The area had been the site of the Than To Prison of the Corrections Department. The prison was established in 1935 for political prisoners. It was closed in 1957. Later the government converted the area to Than To Estate.

==Geography==
Neighboring districts are (from the north clockwise): Bannang Sata of Yala Province; Si Sakhon of Narathiwat province; Betong of Yala Province; and Kedah state of Malaysia.

== Administration ==

=== Central administration ===
The district Than To is subdivided into 4 subdistricts (Tambon), which are further subdivided into 37 administrative villages (Muban).

| No. | Name | Thai | Villages | Pop. |
|---|---|---|---|---|
| 01. | Than To | ธารโต | 07 | 5,183 |
| 02. | Ban Rae | บ้านแหร | 11 | 7,676 |
| 03. | Mae Wat | แม่หวาด | 12 | 9,321 |
| 04. | Khiri Khet | คีรีเขต | 07 | 2,954 |

=== Local administration ===
There is one subdistrict municipality (Thesaban Tambon) in the district:
- Khok Chang (Thai: เทศบาลตำบลคอกช้าง) consisting of parts of the subdistrict Mae Wat.
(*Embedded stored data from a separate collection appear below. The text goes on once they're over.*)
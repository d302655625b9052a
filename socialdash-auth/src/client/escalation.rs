use super::token_storage::TokenStore;
use super::SessionHandle;
use socialdash_api::ApiError;
use std::sync::atomic::{AtomicBool, AtomicUsize, Ordering};
use std::sync::{Arc, Mutex};
use std::time::Duration;
use tracing::{debug, info, warn};

pub const LOGIN_PATH: &str = "/login";
pub const REGISTER_PATH: &str = "/register";
pub const SESSION_EXPIRED_MESSAGE: &str = "Session expired. Please login again.";

/// Locations where a missing session is expected.
pub fn is_auth_surface(location: &str) -> bool {
    location == LOGIN_PATH || location == REGISTER_PATH
}

/// The host application's view layer: where the user is, how to tell them
/// something and how to send them to the login surface.
pub trait Navigator: Send + Sync {
    fn current_location(&self) -> String;

    fn notify(&self, message: &str);

    fn redirect_to_login(&self);
}

/// Headless [`Navigator`] that records what it was asked to do.
pub struct RouteTracker {
    location: Mutex<String>,
    notices: Mutex<Vec<String>>,
    redirects: AtomicUsize,
}

impl RouteTracker {
    pub fn new(location: impl Into<String>) -> Self {
        Self {
            location: Mutex::new(location.into()),
            notices: Mutex::new(Vec::new()),
            redirects: AtomicUsize::new(0),
        }
    }

    pub fn navigate(&self, location: impl Into<String>) {
        if let Ok(mut current) = self.location.lock() {
            *current = location.into();
        }
    }

    pub fn notices(&self) -> Vec<String> {
        self.notices.lock().map(|n| n.clone()).unwrap_or_default()
    }

    pub fn redirects(&self) -> usize {
        self.redirects.load(Ordering::SeqCst)
    }
}

impl Default for RouteTracker {
    fn default() -> Self {
        Self::new("/")
    }
}

impl Navigator for RouteTracker {
    fn current_location(&self) -> String {
        self.location
            .lock()
            .map(|l| l.clone())
            .unwrap_or_default()
    }

    fn notify(&self, message: &str) {
        info!("Notice: {}", message);
        if let Ok(mut notices) = self.notices.lock() {
            notices.push(message.to_string());
        }
    }

    fn redirect_to_login(&self) {
        self.redirects.fetch_add(1, Ordering::SeqCst);
        self.navigate(LOGIN_PATH);
    }
}

/// Ends the session after an unrecoverable auth failure: one notice, local
/// state wiped, then a delayed trip to the login surface. Concurrent
/// failures collapse into a single escalation.
pub struct Escalation {
    store: TokenStore,
    session: SessionHandle,
    navigator: Arc<dyn Navigator>,
    redirect_delay: Duration,
    redirecting: Arc<AtomicBool>,
}

impl Escalation {
    pub fn new(
        store: TokenStore,
        session: SessionHandle,
        navigator: Arc<dyn Navigator>,
        redirect_delay: Duration,
    ) -> Self {
        Self {
            store,
            session,
            navigator,
            redirect_delay,
            redirecting: Arc::new(AtomicBool::new(false)),
        }
    }

    pub fn is_redirecting(&self) -> bool {
        self.redirecting.load(Ordering::SeqCst)
    }

    /// Returns `true` if this call performed the escalation. Must be called
    /// from within a Tokio runtime.
    pub fn escalate(&self, error: &ApiError) -> bool {
        let location = self.navigator.current_location();
        if is_auth_surface(&location) {
            debug!("Auth failure on {}, not escalating", location);
            return false;
        }
        if self.redirecting.swap(true, Ordering::SeqCst) {
            debug!("Escalation already in progress");
            return false;
        }

        let message = error.description().unwrap_or(SESSION_EXPIRED_MESSAGE);
        warn!("Session ended by auth failure: {}", error);
        self.navigator.notify(message);

        self.store.clear_all();
        self.session.clear();

        let navigator = Arc::clone(&self.navigator);
        let redirecting = Arc::clone(&self.redirecting);
        let delay = self.redirect_delay;
        tokio::spawn(async move {
            tokio::time::sleep(delay).await;
            if navigator.current_location() != LOGIN_PATH {
                navigator.redirect_to_login();
            }
            redirecting.store(false, Ordering::SeqCst);
        });

        true
    }
}
use anyhow::Result;
use socialdash_api::endpoints::auth::{LoginUser, UserProfile};
use socialdash_auth::{AuthContext, Navigator, Outcome, SessionStatus, Settings};
use std::sync::Arc;

use crate::analytics::AnalyticsStore;
use crate::dashboard::DashboardStore;
use crate::live::{LifecycleHooks, LiveUpdateChannel, PushConnector, Subscription, WebSocketConnector};
use crate::logging::init_logging;
use crate::posts::PostCollectionManager;

/// The client core, wired once: session, stores, and the live channel all
/// share one token store and one request pipeline.
#[derive(Clone)]
pub struct SocialDash {
    pub auth: AuthContext,
    pub posts: PostCollectionManager,
    pub dashboard: DashboardStore,
    pub analytics: AnalyticsStore,
    pub live: LiveUpdateChannel,
    pub settings: Settings,
}

impl SocialDash {
    pub fn new(auth: AuthContext, connector: Arc<dyn PushConnector>, settings: Settings) -> Self {
        let live = LiveUpdateChannel::new(
            connector,
            auth.store.clone(),
            settings.socket_url(),
            settings.reconnect.clone(),
        );

        Self {
            posts: PostCollectionManager::new(auth.pipeline.clone()),
            dashboard: DashboardStore::new(auth.pipeline.clone()),
            analytics: AnalyticsStore::new(auth.pipeline.clone()),
            live,
            auth,
            settings,
        }
    }

    /// HTTP, file storage and websocket wired from `settings`.
    pub fn from_settings(settings: Settings, navigator: Arc<dyn Navigator>) -> Result<Self> {
        settings.validate().map_err(anyhow::Error::msg)?;
        let auth = AuthContext::from_settings(&settings, navigator)?;
        Ok(Self::new(auth, Arc::new(WebSocketConnector::new()), settings))
    }

    /// Loads settings from file and environment, then restores any cached
    /// session.
    pub async fn start(navigator: Arc<dyn Navigator>) -> Result<Self> {
        let app = Self::from_settings(Settings::new()?, navigator)?;
        let status = app.auth.manager.initialize().await;
        tracing::info!("Session restored as {:?}", status);
        Ok(app)
    }

    pub fn status(&self) -> SessionStatus {
        self.auth.session.status()
    }

    pub async fn login(&self, credentials: LoginUser) -> Outcome<UserProfile> {
        self.auth.manager.login(credentials).await
    }

    /// Drops the push connection before the session goes.
    pub async fn logout(&self) {
        self.live.disconnect();
        self.auth.manager.logout().await;
    }

    /// Routes live engagement pushes into the dashboard and opens the channel.
    pub fn go_live(&self, hooks: LifecycleHooks) -> Subscription {
        let subscription = self.dashboard.attach(&self.live);
        self.live.connect(hooks);
        subscription
    }

    /// Headless run: restore, load the overview, follow live updates until
    /// interrupted.
    pub async fn run(&self) -> Result<()> {
        if self.status() != SessionStatus::Authenticated {
            anyhow::bail!("No cached session; log in first");
        }

        if let Err(e) = self.dashboard.load_overview().await {
            tracing::warn!("Dashboard overview unavailable: {}", e);
        }

        let _updates = self.go_live(
            LifecycleHooks::new()
                .on_open(|| tracing::info!("Live updates connected"))
                .on_close(|reason| tracing::info!("Live updates closed: {}", reason))
                .on_error(|e| tracing::error!("Live updates gave up: {}", e)),
        );

        tokio::signal::ctrl_c().await?;
        tracing::info!("Interrupted, shutting down");
        self.live.disconnect();
        Ok(())
    }
}

/// Binary entry point: logging first, then [`SocialDash::start`].
pub async fn run_headless(navigator: Arc<dyn Navigator>) -> Result<()> {
    let log_path = init_logging()?;
    tracing::info!("socialdash starting, logging to {}", log_path.display());

    SocialDash::start(navigator).await?.run().await
}
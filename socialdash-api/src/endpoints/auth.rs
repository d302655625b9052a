use super::{paths, Endpoint, RequestData};
use crate::macros::setter;
use reqwest::Method;
use serde::{Deserialize, Serialize};
use std::borrow::Cow;

// Common

#[derive(Debug, Clone, PartialEq, Eq, Serialize, Deserialize)]
pub struct UserProfile {
    #[serde(rename = "_id", alias = "id")]
    pub id: String,
    pub email: String,
    #[serde(default)]
    pub name: String,
    #[serde(default)]
    pub role: String,
}

// Requests

#[derive(Clone, Serialize)]
pub struct RegisterUser {
    email: String,
    password: String,
    name: String,
    #[serde(skip_serializing_if = "Option::is_none")]
    role: Option<String>,
}

impl RegisterUser {
    pub fn new(
        email: impl Into<String>,
        password: impl Into<String>,
        name: impl Into<String>,
    ) -> Self {
        Self {
            email: email.into(),
            password: password.into(),
            name: name.into(),
            role: None,
        }
    }

    setter!(opt role: String);

    pub fn email(&self) -> &str {
        &self.email
    }
}

impl std::fmt::Debug for RegisterUser {
    fn fmt(&self, f: &mut std::fmt::Formatter<'_>) -> std::fmt::Result {
        f.debug_struct("RegisterUser")
            .field("email", &self.email)
            .field("password", &"<redacted>")
            .field("name", &self.name)
            .field("role", &self.role)
            .finish()
    }
}

impl Endpoint for RegisterUser {
    type Data = Self;
    type Response = AuthPayload;
    const METHOD: Method = Method::POST;

    fn endpoint(&self) -> Cow<'_, str> {
        paths::REGISTER.into()
    }

    fn data(&self) -> RequestData<&Self::Data> {
        RequestData::Json(self)
    }
}

#[derive(Clone, Serialize)]
pub struct LoginUser {
    email: String,
    password: String,
}

impl LoginUser {
    pub fn new(email: impl Into<String>, password: impl Into<String>) -> Self {
        Self {
            email: email.into(),
            password: password.into(),
        }
    }

    pub fn email(&self) -> &str {
        &self.email
    }
}

impl std::fmt::Debug for LoginUser {
    fn fmt(&self, f: &mut std::fmt::Formatter<'_>) -> std::fmt::Result {
        f.debug_struct("LoginUser")
            .field("email", &self.email)
            .field("password", &"<redacted>")
            .finish()
    }
}

impl Endpoint for LoginUser {
    type Data = Self;
    type Response = AuthPayload;
    const METHOD: Method = Method::POST;

    fn endpoint(&self) -> Cow<'_, str> {
        paths::LOGIN.into()
    }

    fn data(&self) -> RequestData<&Self::Data> {
        RequestData::Json(self)
    }
}

/// Mints a new access token for `user_id`. The renewal capability lives
/// server side; the expired token is not presented.
#[derive(Debug, Clone, Serialize, Deserialize)]
pub struct RefreshAccessToken {
    pub user_id: String,
}

impl RefreshAccessToken {
    pub fn new(user_id: impl Into<String>) -> Self {
        Self {
            user_id: user_id.into(),
        }
    }
}

impl Endpoint for RefreshAccessToken {
    type Data = Self;
    type Response = RefreshPayload;
    const METHOD: Method = Method::POST;

    fn endpoint(&self) -> Cow<'_, str> {
        paths::REFRESH.into()
    }

    fn data(&self) -> RequestData<&Self::Data> {
        RequestData::Json(self)
    }
}

#[derive(Default, Debug, Clone)]
pub struct Logout;

impl Endpoint for Logout {
    type Data = ();
    type Response = serde_json::Value;
    const METHOD: Method = Method::POST;

    fn endpoint(&self) -> Cow<'_, str> {
        paths::LOGOUT.into()
    }
}

// Responses

#[derive(Debug, Clone, Serialize, Deserialize)]
pub struct AuthPayload {
    pub user: UserProfile,
    pub access_token: String,
}

#[derive(Debug, Clone, Serialize, Deserialize)]
pub struct RefreshPayload {
    pub access_token: String,
}

#[cfg(test)]
mod tests {
    use super::*;
    use crate::ApiRequest;

    #[test]
    fn profile_reads_mongo_style_id() {
        let profile: UserProfile = serde_json::from_str(
            r#"{"_id":"u1","email":"a@b.c","name":"Ada","role":"admin"}"#,
        )
        .unwrap();
        assert_eq!(profile.id, "u1");
        assert_eq!(profile.role, "admin");
    }

    #[test]
    fn login_debug_hides_password() {
        let login = LoginUser::new("a@b.c", "hunter2");
        assert!(!format!("{:?}", login).contains("hunter2"));
    }

    #[test]
    fn register_omits_missing_role() {
        let request = ApiRequest::from_endpoint(&RegisterUser::new("a@b.c", "pw", "Ada")).unwrap();
        let body = request.body.unwrap();
        assert_eq!(request.method, Method::POST);
        assert_eq!(request.path, paths::REGISTER);
        assert!(body.get("role").is_none());
        assert_eq!(body["name"], "Ada");
    }
}
use super::token_inspector::TokenInspector;
use socialdash_api::{ApiError, StatusCode};

/// Backend error codes that always mean the session is unusable.
pub const AUTH_ERROR_CODES: [&str; 12] = [
    "VTAPP-AUTH001",
    "VTAPP-AUTH002",
    "VTAPP-AUTH003",
    "VTAPP-AUTH004",
    "VTAPP-AUTH005",
    "VTAPP-AUTH006",
    "VTAPP-AUTH012",
    "VTAPP-AUTH013",
    "USER_NOT_AUTHENTICATED",
    "TOKEN_EXPIRED",
    "INVALID_TOKEN",
    "UNAUTHORIZED",
];

/// Error filter the backend attaches to a policy-violating user.
pub const POLICY_VIOLATION_FILTER: &str = "USER_END_VIOLATION";

pub fn is_auth_error_code(code: &str) -> bool {
    AUTH_ERROR_CODES.contains(&code)
}

/// Decides whether a failed call means the session is over.
#[derive(Clone)]
pub struct AuthErrorClassifier {
    inspector: TokenInspector,
}

impl AuthErrorClassifier {
    pub fn new(inspector: TokenInspector) -> Self {
        Self { inspector }
    }

    /// Errors without a server response (network, timeout) are never auth
    /// errors. A 401/403 only counts when the stored credential is no longer
    /// live; a live one means the server refused something else.
    pub fn is_auth_error(&self, error: &ApiError) -> bool {
        let ApiError::Response { status, body, .. } = error else {
            return false;
        };

        if let Some(body) = body {
            if body.error_code.as_deref().is_some_and(is_auth_error_code) {
                return true;
            }
            if body.error_filter.as_deref() == Some(POLICY_VIOLATION_FILTER) {
                return true;
            }
        }

        match *status {
            StatusCode::UNAUTHORIZED | StatusCode::FORBIDDEN => {
                !self.inspector.credential_is_live()
            }
            _ => false,
        }
    }
}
There are 4 subdistrict administrative organizations (SAO) in the district:
- Than To (Thai: องค์การบริหารส่วนตำบลธารโต) consisting of the complete subdistrict Than To.
- Ban Rae (Thai: องค์การบริหารส่วนตำบลบ้านแหร) consisting of the complete subdistrict Ban Rae.
- Mae Wat (Thai: องค์การบริหารส่วนตำบลแม่หวาด) consisting of parts of the subdistrict Mae Wat.
- Khiri Khet (Thai: องค์การบริหารส่วนตำบลคีรีเขต) consisting of the complete subdistrict Khiri Khet.